*ABOUT THIS EXERCISE*
Select from the data all lines with the word "derive".

*Records from a dataset*
+-------+

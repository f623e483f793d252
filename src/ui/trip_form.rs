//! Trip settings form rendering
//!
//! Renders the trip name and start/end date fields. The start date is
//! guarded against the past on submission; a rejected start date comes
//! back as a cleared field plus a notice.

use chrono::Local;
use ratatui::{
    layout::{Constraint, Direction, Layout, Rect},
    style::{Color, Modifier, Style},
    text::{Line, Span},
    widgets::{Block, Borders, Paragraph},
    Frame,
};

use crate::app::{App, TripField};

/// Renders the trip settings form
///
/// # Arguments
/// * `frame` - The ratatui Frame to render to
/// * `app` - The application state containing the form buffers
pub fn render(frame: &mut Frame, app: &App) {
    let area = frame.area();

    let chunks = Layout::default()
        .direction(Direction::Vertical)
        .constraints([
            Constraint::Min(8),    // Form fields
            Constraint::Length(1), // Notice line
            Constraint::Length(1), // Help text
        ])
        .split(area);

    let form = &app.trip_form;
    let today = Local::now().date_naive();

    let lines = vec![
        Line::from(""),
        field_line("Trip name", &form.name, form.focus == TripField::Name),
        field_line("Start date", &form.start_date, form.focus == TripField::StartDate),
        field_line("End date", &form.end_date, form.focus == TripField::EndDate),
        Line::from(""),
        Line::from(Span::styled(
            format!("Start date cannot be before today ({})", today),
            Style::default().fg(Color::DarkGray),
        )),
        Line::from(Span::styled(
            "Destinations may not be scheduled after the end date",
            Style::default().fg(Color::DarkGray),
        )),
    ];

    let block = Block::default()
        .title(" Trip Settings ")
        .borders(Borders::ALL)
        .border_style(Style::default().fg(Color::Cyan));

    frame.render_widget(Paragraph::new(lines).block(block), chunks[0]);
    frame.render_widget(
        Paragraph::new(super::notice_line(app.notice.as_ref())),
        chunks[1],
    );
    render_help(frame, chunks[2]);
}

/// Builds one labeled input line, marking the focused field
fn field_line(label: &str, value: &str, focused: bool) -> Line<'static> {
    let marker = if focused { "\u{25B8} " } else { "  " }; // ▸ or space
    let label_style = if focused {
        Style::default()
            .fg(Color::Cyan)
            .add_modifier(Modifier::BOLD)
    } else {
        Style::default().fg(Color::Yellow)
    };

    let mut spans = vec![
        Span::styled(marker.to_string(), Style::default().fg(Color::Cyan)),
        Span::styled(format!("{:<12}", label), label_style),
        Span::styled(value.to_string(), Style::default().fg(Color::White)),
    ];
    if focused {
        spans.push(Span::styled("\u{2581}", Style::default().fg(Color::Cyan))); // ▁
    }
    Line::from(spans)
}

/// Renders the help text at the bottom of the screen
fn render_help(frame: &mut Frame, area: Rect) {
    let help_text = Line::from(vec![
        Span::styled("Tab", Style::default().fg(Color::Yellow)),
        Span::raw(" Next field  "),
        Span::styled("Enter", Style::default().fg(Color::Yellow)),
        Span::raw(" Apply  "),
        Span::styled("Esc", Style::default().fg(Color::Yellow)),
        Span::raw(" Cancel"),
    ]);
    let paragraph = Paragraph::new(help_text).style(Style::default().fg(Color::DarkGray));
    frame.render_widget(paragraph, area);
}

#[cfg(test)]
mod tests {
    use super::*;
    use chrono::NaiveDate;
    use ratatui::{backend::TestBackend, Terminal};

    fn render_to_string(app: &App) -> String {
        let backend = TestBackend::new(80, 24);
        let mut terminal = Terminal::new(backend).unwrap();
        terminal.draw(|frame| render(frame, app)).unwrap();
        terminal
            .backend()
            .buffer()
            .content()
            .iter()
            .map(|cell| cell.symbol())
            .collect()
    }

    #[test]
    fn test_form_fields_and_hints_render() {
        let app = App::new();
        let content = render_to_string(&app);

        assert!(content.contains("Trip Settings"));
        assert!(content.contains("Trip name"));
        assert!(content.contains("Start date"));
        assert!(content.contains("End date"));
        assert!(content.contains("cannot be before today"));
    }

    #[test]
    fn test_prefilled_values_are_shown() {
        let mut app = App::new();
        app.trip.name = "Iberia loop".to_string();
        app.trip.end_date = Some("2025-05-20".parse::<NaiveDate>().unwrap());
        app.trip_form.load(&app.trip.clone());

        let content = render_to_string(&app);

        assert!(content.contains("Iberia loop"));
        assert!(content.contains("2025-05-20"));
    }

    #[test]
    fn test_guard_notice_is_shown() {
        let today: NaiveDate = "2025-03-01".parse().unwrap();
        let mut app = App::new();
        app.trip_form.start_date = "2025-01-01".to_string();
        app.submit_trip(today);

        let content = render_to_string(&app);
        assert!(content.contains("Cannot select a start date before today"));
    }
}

+-------+

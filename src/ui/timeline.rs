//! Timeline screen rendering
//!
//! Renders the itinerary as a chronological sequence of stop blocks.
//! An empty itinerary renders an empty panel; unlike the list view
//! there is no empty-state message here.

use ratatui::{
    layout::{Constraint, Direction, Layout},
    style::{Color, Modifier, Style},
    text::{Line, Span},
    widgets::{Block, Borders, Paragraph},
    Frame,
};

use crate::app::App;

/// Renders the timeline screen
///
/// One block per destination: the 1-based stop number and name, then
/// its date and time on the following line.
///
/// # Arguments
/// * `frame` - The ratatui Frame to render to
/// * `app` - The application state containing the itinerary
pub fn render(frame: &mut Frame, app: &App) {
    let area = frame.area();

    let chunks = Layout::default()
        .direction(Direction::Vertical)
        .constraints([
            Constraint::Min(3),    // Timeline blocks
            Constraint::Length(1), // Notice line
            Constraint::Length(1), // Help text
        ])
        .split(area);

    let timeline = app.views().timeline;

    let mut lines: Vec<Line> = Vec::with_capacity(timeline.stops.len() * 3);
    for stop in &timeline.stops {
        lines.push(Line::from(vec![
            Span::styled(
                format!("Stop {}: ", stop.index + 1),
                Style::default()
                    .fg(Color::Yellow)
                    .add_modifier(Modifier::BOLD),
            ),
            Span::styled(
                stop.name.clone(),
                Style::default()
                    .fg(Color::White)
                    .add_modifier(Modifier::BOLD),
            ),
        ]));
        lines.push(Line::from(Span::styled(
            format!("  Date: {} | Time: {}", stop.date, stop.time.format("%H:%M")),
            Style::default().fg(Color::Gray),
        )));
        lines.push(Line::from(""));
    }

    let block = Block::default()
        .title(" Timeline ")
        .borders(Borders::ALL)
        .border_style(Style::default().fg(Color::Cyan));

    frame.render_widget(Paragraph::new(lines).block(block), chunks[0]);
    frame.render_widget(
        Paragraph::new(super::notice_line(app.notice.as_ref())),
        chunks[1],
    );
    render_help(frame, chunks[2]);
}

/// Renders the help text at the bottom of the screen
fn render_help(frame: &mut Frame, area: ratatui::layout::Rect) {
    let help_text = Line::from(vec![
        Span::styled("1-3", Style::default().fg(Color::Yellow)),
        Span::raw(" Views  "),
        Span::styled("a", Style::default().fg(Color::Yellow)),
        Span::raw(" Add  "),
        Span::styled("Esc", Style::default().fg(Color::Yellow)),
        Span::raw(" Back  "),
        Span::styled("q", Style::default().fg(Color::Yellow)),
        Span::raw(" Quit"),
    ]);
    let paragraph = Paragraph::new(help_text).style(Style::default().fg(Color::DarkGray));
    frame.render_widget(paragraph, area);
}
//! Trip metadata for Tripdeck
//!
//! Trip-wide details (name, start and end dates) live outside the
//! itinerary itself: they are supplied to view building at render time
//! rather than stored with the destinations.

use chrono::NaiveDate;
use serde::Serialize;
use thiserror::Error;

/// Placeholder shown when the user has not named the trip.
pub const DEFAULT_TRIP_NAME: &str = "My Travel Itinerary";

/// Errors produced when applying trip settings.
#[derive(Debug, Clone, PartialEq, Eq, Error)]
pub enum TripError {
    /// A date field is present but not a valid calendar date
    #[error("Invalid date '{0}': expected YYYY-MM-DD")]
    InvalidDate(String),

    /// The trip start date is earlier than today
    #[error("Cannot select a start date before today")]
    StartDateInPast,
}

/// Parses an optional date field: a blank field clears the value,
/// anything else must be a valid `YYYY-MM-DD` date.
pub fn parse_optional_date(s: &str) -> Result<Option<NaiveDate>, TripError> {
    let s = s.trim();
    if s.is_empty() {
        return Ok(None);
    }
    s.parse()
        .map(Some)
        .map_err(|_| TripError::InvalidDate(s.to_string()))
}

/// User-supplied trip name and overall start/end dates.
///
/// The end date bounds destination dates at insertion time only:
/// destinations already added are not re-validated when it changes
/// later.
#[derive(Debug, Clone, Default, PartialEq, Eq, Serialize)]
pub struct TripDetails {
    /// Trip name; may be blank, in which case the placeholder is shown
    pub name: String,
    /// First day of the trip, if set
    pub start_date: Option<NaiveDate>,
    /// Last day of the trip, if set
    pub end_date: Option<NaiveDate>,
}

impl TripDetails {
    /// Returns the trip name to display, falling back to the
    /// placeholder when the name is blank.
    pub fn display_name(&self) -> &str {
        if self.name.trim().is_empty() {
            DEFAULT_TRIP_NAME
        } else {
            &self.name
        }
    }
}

+-------+

*TASK SOLUTION*
#[derive(Debug, Clone, PartialEq, Eq, Error)]
#[derive(Debug, Clone, Default, PartialEq, Eq, Serialize)]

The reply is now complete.